Lift every line from the entries that includes the word "reply".

───

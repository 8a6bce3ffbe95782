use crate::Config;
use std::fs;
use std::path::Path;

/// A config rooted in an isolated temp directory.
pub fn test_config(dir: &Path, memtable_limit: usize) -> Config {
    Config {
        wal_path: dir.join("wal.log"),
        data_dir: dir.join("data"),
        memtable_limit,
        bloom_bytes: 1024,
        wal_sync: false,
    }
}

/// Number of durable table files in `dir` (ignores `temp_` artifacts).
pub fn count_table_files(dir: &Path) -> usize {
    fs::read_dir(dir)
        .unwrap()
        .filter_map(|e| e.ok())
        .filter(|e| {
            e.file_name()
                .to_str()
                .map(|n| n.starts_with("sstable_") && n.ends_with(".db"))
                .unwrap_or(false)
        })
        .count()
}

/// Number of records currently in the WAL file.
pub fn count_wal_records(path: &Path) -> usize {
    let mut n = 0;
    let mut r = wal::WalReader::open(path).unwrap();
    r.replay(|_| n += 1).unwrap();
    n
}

───

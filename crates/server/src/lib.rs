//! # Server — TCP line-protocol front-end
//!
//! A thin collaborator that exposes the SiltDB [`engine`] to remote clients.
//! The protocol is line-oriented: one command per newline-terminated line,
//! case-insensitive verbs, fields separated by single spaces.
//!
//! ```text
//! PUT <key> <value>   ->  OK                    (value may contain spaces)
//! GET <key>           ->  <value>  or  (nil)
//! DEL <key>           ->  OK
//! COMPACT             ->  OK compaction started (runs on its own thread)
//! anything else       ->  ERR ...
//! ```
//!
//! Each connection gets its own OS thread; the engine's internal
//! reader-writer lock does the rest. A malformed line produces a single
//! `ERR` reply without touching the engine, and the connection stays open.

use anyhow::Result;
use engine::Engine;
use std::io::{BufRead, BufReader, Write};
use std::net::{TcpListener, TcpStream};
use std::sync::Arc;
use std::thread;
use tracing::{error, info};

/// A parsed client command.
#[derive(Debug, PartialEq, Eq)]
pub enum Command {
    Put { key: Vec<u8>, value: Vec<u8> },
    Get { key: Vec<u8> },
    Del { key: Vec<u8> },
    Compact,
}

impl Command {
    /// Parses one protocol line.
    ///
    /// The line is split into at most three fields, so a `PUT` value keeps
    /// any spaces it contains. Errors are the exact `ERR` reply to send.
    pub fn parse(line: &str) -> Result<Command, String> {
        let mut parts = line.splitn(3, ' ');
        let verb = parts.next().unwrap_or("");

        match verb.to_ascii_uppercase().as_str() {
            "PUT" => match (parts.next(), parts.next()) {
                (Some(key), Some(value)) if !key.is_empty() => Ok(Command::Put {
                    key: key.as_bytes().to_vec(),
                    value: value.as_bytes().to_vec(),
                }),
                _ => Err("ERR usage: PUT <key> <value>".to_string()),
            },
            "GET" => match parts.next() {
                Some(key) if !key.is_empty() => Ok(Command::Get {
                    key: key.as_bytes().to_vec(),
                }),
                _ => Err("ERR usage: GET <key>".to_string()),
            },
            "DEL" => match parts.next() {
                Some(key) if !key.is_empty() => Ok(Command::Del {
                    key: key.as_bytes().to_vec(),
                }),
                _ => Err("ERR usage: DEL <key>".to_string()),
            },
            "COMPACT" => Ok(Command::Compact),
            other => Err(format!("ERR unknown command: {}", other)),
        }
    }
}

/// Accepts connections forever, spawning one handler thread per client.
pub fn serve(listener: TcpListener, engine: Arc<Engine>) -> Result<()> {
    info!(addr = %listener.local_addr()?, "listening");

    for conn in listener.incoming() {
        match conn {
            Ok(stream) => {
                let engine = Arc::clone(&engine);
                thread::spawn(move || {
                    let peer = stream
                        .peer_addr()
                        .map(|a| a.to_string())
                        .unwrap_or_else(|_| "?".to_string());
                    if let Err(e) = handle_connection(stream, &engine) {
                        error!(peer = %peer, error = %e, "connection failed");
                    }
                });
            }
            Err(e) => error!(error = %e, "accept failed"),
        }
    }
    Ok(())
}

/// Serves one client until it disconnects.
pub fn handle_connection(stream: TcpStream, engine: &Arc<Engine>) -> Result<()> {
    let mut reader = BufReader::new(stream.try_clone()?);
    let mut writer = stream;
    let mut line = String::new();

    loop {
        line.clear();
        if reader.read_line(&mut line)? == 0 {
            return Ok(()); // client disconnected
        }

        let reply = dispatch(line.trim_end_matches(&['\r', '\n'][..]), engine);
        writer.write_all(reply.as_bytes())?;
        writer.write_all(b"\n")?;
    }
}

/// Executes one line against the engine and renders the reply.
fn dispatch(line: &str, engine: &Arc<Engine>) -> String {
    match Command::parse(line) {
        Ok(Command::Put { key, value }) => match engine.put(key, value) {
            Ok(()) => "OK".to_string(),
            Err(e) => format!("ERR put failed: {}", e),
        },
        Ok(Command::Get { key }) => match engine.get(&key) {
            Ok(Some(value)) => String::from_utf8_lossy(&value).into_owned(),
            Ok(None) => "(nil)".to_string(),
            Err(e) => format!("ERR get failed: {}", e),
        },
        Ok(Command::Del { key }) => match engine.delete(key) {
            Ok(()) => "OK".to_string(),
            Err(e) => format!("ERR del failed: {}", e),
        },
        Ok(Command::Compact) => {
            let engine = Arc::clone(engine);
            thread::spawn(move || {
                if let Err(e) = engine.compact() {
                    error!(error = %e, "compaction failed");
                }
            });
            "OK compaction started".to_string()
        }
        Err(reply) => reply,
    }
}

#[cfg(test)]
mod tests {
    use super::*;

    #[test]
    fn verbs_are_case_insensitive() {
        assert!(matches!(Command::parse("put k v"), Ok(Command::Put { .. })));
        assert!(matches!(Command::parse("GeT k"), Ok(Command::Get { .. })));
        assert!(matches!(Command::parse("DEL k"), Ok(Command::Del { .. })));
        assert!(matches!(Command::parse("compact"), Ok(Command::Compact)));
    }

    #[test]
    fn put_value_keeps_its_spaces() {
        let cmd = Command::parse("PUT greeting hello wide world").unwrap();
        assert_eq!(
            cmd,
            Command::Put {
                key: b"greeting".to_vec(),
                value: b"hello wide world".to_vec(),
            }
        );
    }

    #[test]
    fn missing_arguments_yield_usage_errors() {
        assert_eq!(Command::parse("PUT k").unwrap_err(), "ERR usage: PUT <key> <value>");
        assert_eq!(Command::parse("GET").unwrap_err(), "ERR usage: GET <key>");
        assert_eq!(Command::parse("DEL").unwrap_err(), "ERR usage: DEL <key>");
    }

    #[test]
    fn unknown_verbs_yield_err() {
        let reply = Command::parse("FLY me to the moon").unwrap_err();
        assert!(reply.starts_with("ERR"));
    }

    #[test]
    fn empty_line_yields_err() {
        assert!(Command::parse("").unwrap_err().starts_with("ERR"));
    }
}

───

RESULT OF THIS EXERCISE
//! `ERR` reply without touching the engine, and the connection stays open.
    /// any spaces it contains. Errors are the exact `ERR` reply to send.
        let reply = dispatch(line.trim_end_matches(&['\r', '\n'][..]), engine);
        writer.write_all(reply.as_bytes())?;
/// Executes one line against the engine and renders the reply.
        Err(reply) => reply,
        let reply = Command::parse("FLY me to the moon").unwrap_err();
        assert!(reply.starts_with("ERR"));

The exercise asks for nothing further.